_TASK TO COMPLETE:_ Using the records below, output the stretch that opens with the line containing "never remove it." and closes with the line containing "let path = entry.path();", exactly and including both lines, with nothing more.

_SUPPLIED MATERIAL:_
******

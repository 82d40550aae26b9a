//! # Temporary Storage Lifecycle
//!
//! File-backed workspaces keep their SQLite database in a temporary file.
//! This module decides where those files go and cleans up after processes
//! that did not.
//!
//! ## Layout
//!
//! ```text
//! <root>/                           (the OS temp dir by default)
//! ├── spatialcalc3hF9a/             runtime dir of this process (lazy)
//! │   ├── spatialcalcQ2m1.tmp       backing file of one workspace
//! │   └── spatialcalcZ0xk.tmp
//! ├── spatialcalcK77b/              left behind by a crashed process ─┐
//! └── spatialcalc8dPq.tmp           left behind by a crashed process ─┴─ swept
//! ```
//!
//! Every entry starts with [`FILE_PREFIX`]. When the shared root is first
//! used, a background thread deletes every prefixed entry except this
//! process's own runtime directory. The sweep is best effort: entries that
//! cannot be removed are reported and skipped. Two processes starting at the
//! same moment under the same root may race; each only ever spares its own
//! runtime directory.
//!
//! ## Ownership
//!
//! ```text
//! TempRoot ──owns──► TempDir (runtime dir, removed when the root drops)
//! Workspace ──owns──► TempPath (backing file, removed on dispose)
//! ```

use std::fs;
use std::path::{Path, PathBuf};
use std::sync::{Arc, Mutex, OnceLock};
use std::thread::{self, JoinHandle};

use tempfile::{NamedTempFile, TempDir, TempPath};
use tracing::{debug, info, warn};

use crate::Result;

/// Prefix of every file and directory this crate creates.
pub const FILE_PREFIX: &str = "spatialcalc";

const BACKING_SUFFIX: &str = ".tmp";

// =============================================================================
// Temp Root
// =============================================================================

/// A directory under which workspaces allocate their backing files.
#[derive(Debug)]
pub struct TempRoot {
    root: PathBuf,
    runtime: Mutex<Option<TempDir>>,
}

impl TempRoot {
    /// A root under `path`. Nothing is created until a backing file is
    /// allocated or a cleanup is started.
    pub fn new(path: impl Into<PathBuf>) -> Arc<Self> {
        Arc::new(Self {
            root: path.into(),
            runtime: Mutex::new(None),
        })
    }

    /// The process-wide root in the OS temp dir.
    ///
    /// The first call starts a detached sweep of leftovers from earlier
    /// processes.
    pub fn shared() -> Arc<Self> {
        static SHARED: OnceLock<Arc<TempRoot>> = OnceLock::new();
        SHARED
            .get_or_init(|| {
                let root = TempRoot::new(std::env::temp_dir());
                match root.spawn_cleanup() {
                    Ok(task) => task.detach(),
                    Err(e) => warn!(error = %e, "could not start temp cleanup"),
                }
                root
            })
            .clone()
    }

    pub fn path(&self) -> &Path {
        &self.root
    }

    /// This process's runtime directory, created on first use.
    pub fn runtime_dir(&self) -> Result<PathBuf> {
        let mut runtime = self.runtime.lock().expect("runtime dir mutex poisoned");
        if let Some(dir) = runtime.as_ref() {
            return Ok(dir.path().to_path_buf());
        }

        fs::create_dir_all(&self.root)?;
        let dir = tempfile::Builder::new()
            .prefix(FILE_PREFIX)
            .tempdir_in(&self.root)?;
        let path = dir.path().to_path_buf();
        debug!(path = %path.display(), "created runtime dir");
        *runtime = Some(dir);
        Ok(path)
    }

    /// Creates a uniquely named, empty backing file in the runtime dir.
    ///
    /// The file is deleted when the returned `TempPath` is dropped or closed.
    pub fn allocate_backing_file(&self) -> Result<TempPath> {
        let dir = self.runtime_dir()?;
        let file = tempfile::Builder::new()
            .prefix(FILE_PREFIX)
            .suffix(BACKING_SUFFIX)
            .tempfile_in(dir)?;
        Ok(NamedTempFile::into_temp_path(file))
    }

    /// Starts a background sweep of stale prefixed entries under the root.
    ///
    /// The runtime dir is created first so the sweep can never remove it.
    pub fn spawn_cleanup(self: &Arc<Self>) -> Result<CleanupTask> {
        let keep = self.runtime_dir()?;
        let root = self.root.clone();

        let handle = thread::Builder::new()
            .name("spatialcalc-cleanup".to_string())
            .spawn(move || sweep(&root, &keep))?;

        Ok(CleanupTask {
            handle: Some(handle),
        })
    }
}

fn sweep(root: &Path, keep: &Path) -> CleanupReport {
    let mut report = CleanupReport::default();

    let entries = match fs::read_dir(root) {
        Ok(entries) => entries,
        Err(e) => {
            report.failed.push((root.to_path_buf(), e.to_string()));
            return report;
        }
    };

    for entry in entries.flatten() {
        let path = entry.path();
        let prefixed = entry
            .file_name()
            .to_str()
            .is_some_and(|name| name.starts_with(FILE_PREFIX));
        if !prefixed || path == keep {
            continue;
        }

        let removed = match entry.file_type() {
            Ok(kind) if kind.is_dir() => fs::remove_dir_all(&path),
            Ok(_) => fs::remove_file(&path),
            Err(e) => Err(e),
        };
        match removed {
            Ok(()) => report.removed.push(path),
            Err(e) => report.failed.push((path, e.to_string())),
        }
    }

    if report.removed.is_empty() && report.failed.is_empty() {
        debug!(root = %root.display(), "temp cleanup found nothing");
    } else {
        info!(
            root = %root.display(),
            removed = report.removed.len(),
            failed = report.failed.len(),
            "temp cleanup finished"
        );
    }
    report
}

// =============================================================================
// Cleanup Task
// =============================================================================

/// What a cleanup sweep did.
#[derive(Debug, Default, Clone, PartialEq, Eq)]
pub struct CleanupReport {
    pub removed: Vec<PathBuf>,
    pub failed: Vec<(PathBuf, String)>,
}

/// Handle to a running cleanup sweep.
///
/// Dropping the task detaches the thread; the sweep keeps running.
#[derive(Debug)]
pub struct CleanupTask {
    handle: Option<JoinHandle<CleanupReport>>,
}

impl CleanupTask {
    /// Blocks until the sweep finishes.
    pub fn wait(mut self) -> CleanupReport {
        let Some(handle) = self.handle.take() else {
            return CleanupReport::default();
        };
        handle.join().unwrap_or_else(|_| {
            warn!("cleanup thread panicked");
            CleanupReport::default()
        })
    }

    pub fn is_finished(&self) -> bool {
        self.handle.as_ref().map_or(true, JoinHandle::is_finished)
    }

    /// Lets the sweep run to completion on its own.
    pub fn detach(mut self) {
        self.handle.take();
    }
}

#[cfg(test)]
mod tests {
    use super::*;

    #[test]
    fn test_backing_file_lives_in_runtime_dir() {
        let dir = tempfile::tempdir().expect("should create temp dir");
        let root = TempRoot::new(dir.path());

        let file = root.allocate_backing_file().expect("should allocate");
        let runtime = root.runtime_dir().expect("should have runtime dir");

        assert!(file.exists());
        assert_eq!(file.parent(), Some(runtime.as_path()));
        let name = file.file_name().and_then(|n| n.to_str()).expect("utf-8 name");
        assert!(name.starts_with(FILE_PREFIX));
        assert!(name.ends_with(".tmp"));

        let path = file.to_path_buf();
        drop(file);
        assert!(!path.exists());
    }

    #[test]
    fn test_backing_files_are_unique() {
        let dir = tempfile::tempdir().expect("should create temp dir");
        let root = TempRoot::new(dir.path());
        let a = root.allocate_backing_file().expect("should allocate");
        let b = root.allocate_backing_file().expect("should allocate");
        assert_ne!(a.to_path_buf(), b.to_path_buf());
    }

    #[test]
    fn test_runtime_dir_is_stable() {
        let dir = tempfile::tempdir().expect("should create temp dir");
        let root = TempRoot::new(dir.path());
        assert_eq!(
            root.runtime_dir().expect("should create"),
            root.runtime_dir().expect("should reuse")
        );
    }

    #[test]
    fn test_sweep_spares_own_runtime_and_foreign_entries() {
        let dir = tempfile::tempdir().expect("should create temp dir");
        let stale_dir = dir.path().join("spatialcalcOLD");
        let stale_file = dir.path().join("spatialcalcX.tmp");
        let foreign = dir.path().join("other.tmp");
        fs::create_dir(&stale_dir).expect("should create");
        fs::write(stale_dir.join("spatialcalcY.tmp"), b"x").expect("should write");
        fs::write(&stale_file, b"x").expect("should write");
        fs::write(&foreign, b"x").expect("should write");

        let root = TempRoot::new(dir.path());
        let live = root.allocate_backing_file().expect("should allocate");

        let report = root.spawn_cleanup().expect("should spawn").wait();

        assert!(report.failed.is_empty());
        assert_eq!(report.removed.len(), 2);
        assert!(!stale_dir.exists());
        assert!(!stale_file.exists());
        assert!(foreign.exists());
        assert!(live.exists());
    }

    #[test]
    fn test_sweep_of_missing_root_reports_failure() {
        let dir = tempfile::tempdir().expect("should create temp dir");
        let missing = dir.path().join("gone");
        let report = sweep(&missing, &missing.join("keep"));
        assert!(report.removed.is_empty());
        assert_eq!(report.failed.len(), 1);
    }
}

******

_TASK ANSWER:_
    /// The runtime dir is created first so the sweep can never remove it.
    pub fn spawn_cleanup(self: &Arc<Self>) -> Result<CleanupTask> {
        let keep = self.runtime_dir()?;
        let root = self.root.clone();

        let handle = thread::Builder::new()
            .name("spatialcalc-cleanup".to_string())
            .spawn(move || sweep(&root, &keep))?;

        Ok(CleanupTask {
            handle: Some(handle),
        })
    }
}

fn sweep(root: &Path, keep: &Path) -> CleanupReport {
    let mut report = CleanupReport::default();

    let entries = match fs::read_dir(root) {
        Ok(entries) => entries,
        Err(e) => {
            report.failed.push((root.to_path_buf(), e.to_string()));
            return report;
        }
    };

    for entry in entries.flatten() {
        let path = entry.path();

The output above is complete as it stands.